**Your task**
For the records that follow, give the number of lines containing the word "database", with no added text.

[Stored data entries]
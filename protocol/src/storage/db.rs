//! # LedgerDb: Persistent Storage Engine
//!
//! The persistence layer for the vault host, built on sled's embedded
//! key-value store. Contracts themselves never serialize anything; the host
//! persists their state between calls, and all on-disk data flows through
//! this module.
//!
//! ## Tree Layout
//!
//! | Tree       | Key                 | Value               |
//! |------------|---------------------|---------------------|
//! | `state`    | snapshot name (UTF-8) | `bincode(T)`      |
//! | `events`   | `seq` (8B BE)       | `bincode(E)`        |
//! | `metadata` | key (UTF-8)         | value (bytes)       |
//!
//! Event sequence numbers are stored as big-endian u64 so that sled's
//! lexicographic ordering matches numeric ordering, which makes range scans
//! over the log come back in commit order.
//!
//! ## Atomicity
//!
//! [`LedgerDb::commit`] writes the events of one committed call, the
//! advanced sequence counter, and the snapshots staged in a [`SnapshotSet`]
//! in a single transaction over all three trees. A crash leaves either the
//! whole call on disk or none of it. The snapshots are authoritative; the
//! event log is an audit trail.

use serde::de::DeserializeOwned;
use serde::Serialize;
use sled::transaction::{ConflictableTransactionError, TransactionError};
use sled::{Batch, Db, Transactional, Tree};
use std::path::Path;

// ---------------------------------------------------------------------------
// Error Type
// ---------------------------------------------------------------------------

/// Errors that can occur during database operations.
#[derive(Debug, thiserror::Error)]
pub enum DbError {
    #[error("sled error: {0}")]
    Sled(#[from] sled::Error),

    #[error("serialization error: {0}")]
    Serialization(String),
}

pub type DbResult<T> = Result<T, DbError>;

// ---------------------------------------------------------------------------
// Metadata Keys
// ---------------------------------------------------------------------------

/// Well-known key in the `metadata` tree for the next event sequence number.
const META_NEXT_EVENT_SEQ: &[u8] = b"next_event_seq";

fn encode<T: Serialize + ?Sized>(value: &T) -> DbResult<Vec<u8>> {
    bincode::serialize(value).map_err(|e| DbError::Serialization(e.to_string()))
}

fn decode<T: DeserializeOwned>(bytes: &[u8]) -> DbResult<T> {
    bincode::deserialize(bytes).map_err(|e| DbError::Serialization(e.to_string()))
}

fn decode_seq(bytes: &[u8]) -> DbResult<u64> {
    let raw: [u8; 8] = bytes
        .try_into()
        .map_err(|_| DbError::Serialization("invalid sequence bytes".to_string()))?;
    Ok(u64::from_be_bytes(raw))
}

// ---------------------------------------------------------------------------
// SnapshotSet
// ---------------------------------------------------------------------------

/// Snapshots staged for one [`LedgerDb::commit`].
///
/// Values are encoded as they are staged, so an encoding failure surfaces
/// before anything touches the store.
#[derive(Debug, Default)]
pub struct SnapshotSet {
    batch: Batch,
    len: usize,
}

impl SnapshotSet {
    /// Stage `value` under `name`, replacing what the store holds there.
    pub fn put<T: Serialize + ?Sized>(&mut self, name: &str, value: &T) -> DbResult<()> {
        self.batch.insert(name.as_bytes(), encode(value)?);
        self.len += 1;
        Ok(())
    }

    /// Number of snapshots staged.
    pub fn len(&self) -> usize {
        self.len
    }

    pub fn is_empty(&self) -> bool {
        self.len == 0
    }
}

// ---------------------------------------------------------------------------
// LedgerDb
// ---------------------------------------------------------------------------

/// Persistent store for contract snapshots and the committed event log.
///
/// Generic over what it stores: snapshots are any `Serialize` type keyed by
/// name, events are any `Serialize` type keyed by sequence number. This
/// keeps the storage layer ignorant of contract types.
///
/// # Thread Safety
///
/// sled trees support concurrent reads and serialized writes, so a
/// `LedgerDb` can be cloned and shared freely.
#[derive(Debug, Clone)]
pub struct LedgerDb {
    /// The underlying sled database handle.
    db: Db,
    /// Named contract snapshots.
    state: Tree,
    /// Committed events indexed by sequence number.
    events: Tree,
    /// Arbitrary key-value metadata.
    metadata: Tree,
}

impl LedgerDb {
    /// Open or create a database at the given filesystem path.
    pub fn open<P: AsRef<Path>>(path: P) -> DbResult<Self> {
        let db = sled::open(path)?;
        Self::from_db(db)
    }

    /// Create a temporary database that is cleaned up when dropped.
    ///
    /// Ideal for unit tests: no filesystem side effects, no cleanup needed.
    pub fn open_temporary() -> DbResult<Self> {
        let config = sled::Config::new().temporary(true);
        let db = config.open()?;
        Self::from_db(db)
    }

    fn from_db(db: Db) -> DbResult<Self> {
        let state = db.open_tree("state")?;
        let events = db.open_tree("events")?;
        let metadata = db.open_tree("metadata")?;
        Ok(Self {
            db,
            state,
            events,
            metadata,
        })
    }

    // -- Snapshot operations ------------------------------------------------

    /// Persist a named snapshot, replacing any previous one.
    pub fn put_snapshot<T: Serialize>(&self, name: &str, value: &T) -> DbResult<()> {
        let bytes = encode(value)?;
        self.state.insert(name.as_bytes(), bytes)?;
        Ok(())
    }

    /// Load a named snapshot.
    ///
    /// Returns `None` if nothing was ever stored under `name`.
    pub fn get_snapshot<T: DeserializeOwned>(&self, name: &str) -> DbResult<Option<T>> {
        match self.state.get(name.as_bytes())? {
            Some(bytes) => Ok(Some(decode(&bytes)?)),
            None => Ok(None),
        }
    }

    /// Returns `true` if a snapshot exists under `name`.
    pub fn has_snapshot(&self, name: &str) -> DbResult<bool> {
        Ok(self.state.contains_key(name.as_bytes())?)
    }

    // -- Event log ----------------------------------------------------------

    /// Append events to the log in order.
    ///
    /// Returns the sequence number assigned to the first event (equal to
    /// the previous event count when the slice is empty).
    pub fn append_events<E: Serialize>(&self, events: &[E]) -> DbResult<u64> {
        self.commit(events, &SnapshotSet::default())
    }

    /// Append `events` and write `snapshots` in one transaction.
    ///
    /// Either everything lands or nothing does. Returns the sequence number
    /// assigned to the first event, as [`append_events`](Self::append_events)
    /// does.
    pub fn commit<E: Serialize>(&self, events: &[E], snapshots: &SnapshotSet) -> DbResult<u64> {
        let first = self.next_event_seq()?;
        if events.is_empty() && snapshots.is_empty() {
            return Ok(first);
        }

        let mut batch = Batch::default();
        let mut seq = first;
        for event in events {
            batch.insert(&seq.to_be_bytes()[..], encode(event)?);
            seq += 1;
        }

        (&self.events, &self.metadata, &self.state)
            .transaction(|(events, metadata, state)| {
                events.apply_batch(&batch)?;
                metadata.insert(META_NEXT_EVENT_SEQ, &seq.to_be_bytes()[..])?;
                state.apply_batch(&snapshots.batch)?;
                Ok::<(), ConflictableTransactionError<()>>(())
            })
            .map_err(|e| match e {
                TransactionError::Storage(e) => DbError::Sled(e),
                TransactionError::Abort(()) => {
                    DbError::Serialization("commit aborted".to_string())
                }
            })?;

        Ok(first)
    }

    /// Read up to `limit` events starting at sequence `from`, in order.
    pub fn events<E: DeserializeOwned>(&self, from: u64, limit: usize) -> DbResult<Vec<(u64, E)>> {
        let mut out = Vec::new();
        for result in self.events.range(from.to_be_bytes()..).take(limit) {
            let (key, value) = result?;
            out.push((decode_seq(&key)?, decode(&value)?));
        }
        Ok(out)
    }

    /// Sequence number the next appended event will receive.
    pub fn next_event_seq(&self) -> DbResult<u64> {
        match self.metadata.get(META_NEXT_EVENT_SEQ)? {
            Some(bytes) => decode_seq(&bytes),
            None => Ok(0),
        }
    }

    /// Number of events stored in the log.
    pub fn event_count(&self) -> usize {
        self.events.len()
    }

    // -- Utility operations -------------------------------------------------

    /// Force a flush of all pending writes to disk.
    ///
    /// sled buffers writes in memory. This call blocks until all data is
    /// durable on the underlying storage device.
    pub fn flush(&self) -> DbResult<()> {
        self.db.flush()?;
        Ok(())
    }
}

// ---------------------------------------------------------------------------
// Tests
// ---------------------------------------------------------------------------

**Reply**
4